I don't know if this is typical of fertility treatment as a whole, or whether I'm a particularly unlucky one, but I've heard nothing from my clinic since the end of October. I was in on the 29th to sign all the forms and go through the process, it was bad timing cycle-wise, so the nurse was going to call me the following week to organise coming back in for a scan and blood tests. Only that never happened.

Then I got distracted with the sperm ordering, and then Christmas happened. All the while still no contact re: scan/bloods. I don't have the nurse's contact details, or really any one person I can contact about my treatment. I've finally plucked up the courage to 'be a bother' and have e-mailed the main info line of the clinic in the hope that they can direct it to the right people.

It's frustrating because I know that a lot of this hinges on there being someone out there who wants my eggs, and nothing will happen until a recipient is found, so the sensible part of my thoughts is pointing out that it will never be a quick and easy process, but I have no idea whether they've even started looking for that recipient.

In the mean time I've been looking at the timelines.
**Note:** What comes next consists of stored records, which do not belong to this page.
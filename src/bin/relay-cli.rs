// bin/relay-cli.rs — operator CLI for repository-backed actions (spec §6).
//
// Grounded on `sschetterer-ergonia-perpl-dex-sdk`'s `bin/margin_topup/main.rs`:
// `dotenvy::dotenv()`, a `clap::Parser`-derived command struct, then a direct
// one-shot action against the stack's own state — no separate daemon/IPC
// round trip. `health`/`queue_status` are intentionally absent here: spec §6
// scopes those to the live process's in-memory stream/queue state, which this
// tool (a standalone process against the durable repository only) has no way
// to observe; they belong to the collaborator HTTP layer that talks to a
// running `relay` process.

use clap::{Parser, Subcommand};
use uuid::Uuid;

use copy_relay::config::RelayConfig;
use copy_relay::discovery::{empty_risk_settings, flatten_copy_filters, get_discovered_traders};
use copy_relay::model::{CopyFilters, Follower, PermissionlessFollower};
use copy_relay::repository::{Repository, SqliteRepository};

#[derive(Parser)]
#[command(name = "relay-cli", about = "Operator actions against the copy-relay repository")]
struct Cli {
    #[arg(long, env = "RELAY_SQLITE_PATH")]
    sqlite_path: Option<String>,

    #[command(subcommand)]
    command: Command,
}

#[derive(Subcommand)]
enum Command {
    /// Register a follower subscription to a leader address.
    AddFollower {
        #[arg(long)]
        owner_user_id: String,
        #[arg(long)]
        leader_address: String,
        #[arg(long)]
        signing_wallet: String,
        #[arg(long)]
        copy_percentage: f64,
        #[arg(long)]
        max_position_size: f64,
        #[arg(long)]
        stop_loss_pct: Option<f64>,
        #[arg(long)]
        take_profit_pct: Option<f64>,
    },
    /// Deactivate an existing follower by id.
    RemoveFollower {
        #[arg(long)]
        id: Uuid,
    },
    /// Follow an address without its consent (spec §1 secondary subsystem).
    AddPermissionlessFollower {
        #[arg(long)]
        owner_user_id: String,
        #[arg(long)]
        target_address: String,
        #[arg(long)]
        signing_wallet: String,
        #[arg(long)]
        copy_percentage: f64,
        #[arg(long)]
        max_position_size: f64,
        #[arg(long)]
        min_trade_size: f64,
    },
    /// List active followers subscribed to a leader.
    ListFollowers {
        #[arg(long)]
        leader_address: String,
    },
    /// Print the top discovered traders by 7-day volume.
    DiscoveredTraders {
        #[arg(long, default_value_t = 20)]
        limit: usize,
    },
}

#[tokio::main]
async fn main() {
    dotenvy::dotenv().ok();
    env_logger::init();
    let cli = Cli::parse();

    let sqlite_path = cli.sqlite_path.unwrap_or_else(|| RelayConfig::from_env().sqlite_path);
    let repo: std::sync::Arc<dyn Repository> = match SqliteRepository::connect(&sqlite_path).await {
        Ok(repo) => std::sync::Arc::new(repo),
        Err(e) => {
            eprintln!("failed to open repository at {}: {}", sqlite_path, e);
            std::process::exit(1);
        }
    };

    let result = run(repo, cli.command).await;
    if let Err(e) = result {
        eprintln!("error: {}", e);
        std::process::exit(1);
    }
}

async fn run(repo: std::sync::Arc<dyn Repository>, command: Command) -> Result<(), String> {
    match command {
        Command::AddFollower { owner_user_id, leader_address, signing_wallet, copy_percentage, max_position_size, stop_loss_pct, take_profit_pct } => {
            let now = chrono::Utc::now();
            let follower = Follower {
                id: Uuid::new_v4(),
                owner_user_id,
                leader_address,
                signing_wallet,
                copy_percentage,
                max_position_size,
                stop_loss_pct,
                take_profit_pct,
                is_active: true,
                risk_settings: empty_risk_settings(),
                created_at: now,
                updated_at: now,
            };
            follower.validate()?;
            repo.put_follower(&follower).await.map_err(|e| e.to_string())?;
            println!("added follower {} (leader={})", follower.id, follower.leader_address);
            Ok(())
        }
        Command::RemoveFollower { id } => {
            repo.delete_follower(id).await.map_err(|e| e.to_string())?;
            println!("removed follower {}", id);
            Ok(())
        }
        Command::AddPermissionlessFollower { owner_user_id, target_address, signing_wallet, copy_percentage, max_position_size, min_trade_size } => {
            let now = chrono::Utc::now();
            let follower = Follower {
                id: Uuid::new_v4(),
                owner_user_id,
                leader_address: target_address.clone(),
                signing_wallet,
                copy_percentage,
                max_position_size,
                stop_loss_pct: None,
                take_profit_pct: None,
                is_active: true,
                risk_settings: empty_risk_settings(),
                created_at: now,
                updated_at: now,
            };
            follower.validate()?;
            let pf = PermissionlessFollower {
                follower,
                asset_whitelist: Vec::new(),
                asset_blacklist: Vec::new(),
                min_trade_size,
                copy_filters: CopyFilters { auto_discovery: true, ..CopyFilters::default() },
            };
            let flattened = flatten_copy_filters(&pf);
            repo.put_follower(&flattened).await.map_err(|e| e.to_string())?;
            println!("added permissionless follow of {} as follower {}", target_address, flattened.id);
            Ok(())
        }
        Command::ListFollowers { leader_address } => {
            let followers = repo.list_followers_by_leader(&leader_address).await.map_err(|e| e.to_string())?;
            for f in followers {
                println!("{}\towner={}\twallet={}\tactive={}", f.id, f.owner_user_id, f.signing_wallet, f.is_active);
            }
            Ok(())
        }
        Command::DiscoveredTraders { limit } => {
            for trader in get_discovered_traders(&repo, limit).await {
                println!("{}\tvol7d={:.2}\twin_rate_7d={:.1}%", trader.address, trader.volume_7d_usd, trader.win_rate_7d_pct);
            }
            Ok(())
        }
    }
}
//! Replicator configuration and status types.

use crate::handle::DatabaseHandle;
use std::time::Duration;

/// Direction of synchronization for a replicator.
#[derive(Debug, Clone, Copy, PartialEq, Eq)]
pub enum ReplicatorDirection {
    /// Push local changes and pull remote ones.
    PushAndPull,
    /// Push local changes only.
    Push,
    /// Pull remote changes only.
    Pull,
}

/// The remote side of a replication session.
#[derive(Debug, Clone)]
pub enum Endpoint {
    /// Another database open in the same engine.
    LocalDatabase(DatabaseHandle),
    /// A URL-like address of a remote peer.
    Url(String),
}

/// Configuration for a replicator, captured at creation time.
///
/// Configuration is immutable once the replicator is created; to change it,
/// stop the replicator and create a new one.
#[derive(Debug, Clone)]
pub struct ReplicatorConfig {
    /// The local database to synchronize.
    pub database: DatabaseHandle,
    /// The remote side.
    pub endpoint: Endpoint,
    /// Direction of synchronization.
    pub direction: ReplicatorDirection,
    /// Whether the replicator keeps running after a cycle completes.
    pub continuous: bool,
    /// Suppresses automatic purge of documents on access loss.
    pub disable_auto_purge: bool,
    /// Maximum connection attempts before giving up with an error status.
    pub max_attempts: u32,
    /// Wait between connection attempts.
    pub max_attempt_wait_time: Duration,
    /// Idle heartbeat interval for continuous replicators.
    pub heartbeat: Duration,
}

impl ReplicatorConfig {
    /// Creates a configuration with the original client defaults:
    /// push-and-pull, one-shot, 10 attempts, 300 s attempt wait and
    /// heartbeat.
    pub fn new(database: DatabaseHandle, endpoint: Endpoint) -> Self {
        Self {
            database,
            endpoint,
            direction: ReplicatorDirection::PushAndPull,
            continuous: false,
            disable_auto_purge: false,
            max_attempts: 10,
            max_attempt_wait_time: Duration::from_secs(300),
            heartbeat: Duration::from_secs(300),
        }
    }

    /// Sets the sync direction.
    #[must_use]
    pub fn with_direction(mut self, direction: ReplicatorDirection) -> Self {
        self.direction = direction;
        self
    }

    /// Sets whether the replicator is continuous.
    #[must_use]
    pub fn with_continuous(mut self, continuous: bool) -> Self {
        self.continuous = continuous;
        self
    }

    /// Suppresses automatic purge on access loss.
    #[must_use]
    pub fn with_disable_auto_purge(mut self, disable: bool) -> Self {
        self.disable_auto_purge = disable;
        self
    }

    /// Sets the maximum number of connection attempts.
    #[must_use]
    pub fn with_max_attempts(mut self, attempts: u32) -> Self {
        self.max_attempts = attempts;
        self
    }

    /// Sets the wait between connection attempts.
    #[must_use]
    pub fn with_max_attempt_wait_time(mut self, wait: Duration) -> Self {
        self.max_attempt_wait_time = wait;
        self
    }

    /// Sets the idle heartbeat interval.
    #[must_use]
    pub fn with_heartbeat(mut self, heartbeat: Duration) -> Self {
        self.heartbeat = heartbeat;
        self
    }
}

/// Activity level of a replicator.
#[derive(Debug, Clone, Copy, PartialEq, Eq)]
pub enum ReplicatorActivity {
    /// Not running.
    Stopped,
    /// Resolving and connecting to the endpoint.
    Connecting,
    /// Transferring documents.
    Busy,
    /// Caught up; continuous replicators wait here for changes.
    Idle,
    /// Endpoint temporarily unreachable; retrying per the retry policy.
    Offline,
    /// Retries exhausted or a non-retryable fault occurred.
    Error,
}

impl ReplicatorActivity {
    /// Returns true while the replicator is doing or awaiting work.
    #[must_use]
    pub fn is_active(&self) -> bool {
        matches!(
            self,
            ReplicatorActivity::Connecting
                | ReplicatorActivity::Busy
                | ReplicatorActivity::Idle
                | ReplicatorActivity::Offline
        )
    }

    /// Returns true if `start` may launch a new session from this state.
    #[must_use]
    pub fn can_start(&self) -> bool {
        matches!(self, ReplicatorActivity::Stopped | ReplicatorActivity::Error)
    }
}

/// Progress of the current sync cycle.
#[derive(Debug, Clone, Copy, PartialEq)]
pub struct ReplicatorProgress {
    /// Completed fraction of the current cycle, in `0.0..=1.0`.
    ///
    /// Non-decreasing within a cycle; resets to 0 when a new cycle starts.
    pub complete: f64,
    /// Documents transferred since the session started.
    pub document_count: u64,
}

/// A point-in-time snapshot of a replicator's state.
#[derive(Debug, Clone)]
pub struct ReplicatorStatus {
    /// Current activity level.
    pub activity: ReplicatorActivity,
    /// Description of the most recent fault, if any.
    pub error: Option<String>,
    /// Progress of the current cycle.
    pub progress: ReplicatorProgress,
}

impl ReplicatorStatus {
    /// The status of a replicator that has never been started.
    #[must_use]
    pub fn stopped() -> Self {
        Self {
            activity: ReplicatorActivity::Stopped,
            error: None,
            progress: ReplicatorProgress {
                complete: 0.0,
                document_count: 0,
            },
        }
    }
}

#[cfg(test)]
mod tests {
    use super::*;
    use crate::handle::DatabaseHandle;

    #[test]
    fn config_defaults() {
        let db = DatabaseHandle::mint();
        let config = ReplicatorConfig::new(db, Endpoint::Url("wss://peer.example.com".into()));

        assert_eq!(config.direction, ReplicatorDirection::PushAndPull);
        assert!(!config.continuous);
        assert!(!config.disable_auto_purge);
        assert_eq!(config.max_attempts, 10);
        assert_eq!(config.max_attempt_wait_time, Duration::from_secs(300));
        assert_eq!(config.heartbeat, Duration::from_secs(300));
    }

    #[test]
    fn config_builder() {
        let db = DatabaseHandle::mint();
        let target = DatabaseHandle::mint();
        let config = ReplicatorConfig::new(db, Endpoint::LocalDatabase(target))
            .with_direction(ReplicatorDirection::Push)
            .with_continuous(true)
            .with_max_attempts(3)
            .with_max_attempt_wait_time(Duration::from_millis(50))
            .with_heartbeat(Duration::from_millis(20));

        assert_eq!(config.direction, ReplicatorDirection::Push);
        assert!(config.continuous);
        assert_eq!(config.max_attempts, 3);
        assert_eq!(config.max_attempt_wait_time, Duration::from_millis(50));
        assert_eq!(config.heartbeat, Duration::from_millis(20));
    }

    #[test]
    fn activity_predicates() {
        assert!(ReplicatorActivity::Stopped.can_start());
        assert!(ReplicatorActivity::Error.can_start());
        assert!(!ReplicatorActivity::Busy.can_start());
        assert!(!ReplicatorActivity::Idle.can_start());

        assert!(ReplicatorActivity::Connecting.is_active());
        assert!(ReplicatorActivity::Busy.is_active());
        assert!(ReplicatorActivity::Idle.is_active());
        assert!(ReplicatorActivity::Offline.is_active());
        assert!(!ReplicatorActivity::Stopped.is_active());
        assert!(!ReplicatorActivity::Error.is_active());
    }

    #[test]
    fn stopped_status() {
        let status = ReplicatorStatus::stopped();
        assert_eq!(status.activity, ReplicatorActivity::Stopped);
        assert!(status.error.is_none());
        assert_eq!(status.progress.complete, 0.0);
        assert_eq!(status.progress.document_count, 0);
    }
}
If, and this is unlikely, we got everything going in time for my next cycle, I would be looking at egg collection just a couple of days after my 30th birthday. I know it's just a number, and 30's young and all those things, but it's another landmark to pass with no progress.

I'm mostly venting my stress now, just because I don't like the waiting and the not knowing if anything is happening. I have two family members who have announced their pregnancies in the last few months, as well as seemingly countless people on that awful facebook who are either expecting or have recently had their babies, and I'm genuinely happy for them, but each one just makes me that little bit sadder that it's not happened for me. I know it was my choice (if choice is the right word) to go it alone, and that I'm lucky to only have the PCOS on my list of medical maladies. I just wish it could be easier.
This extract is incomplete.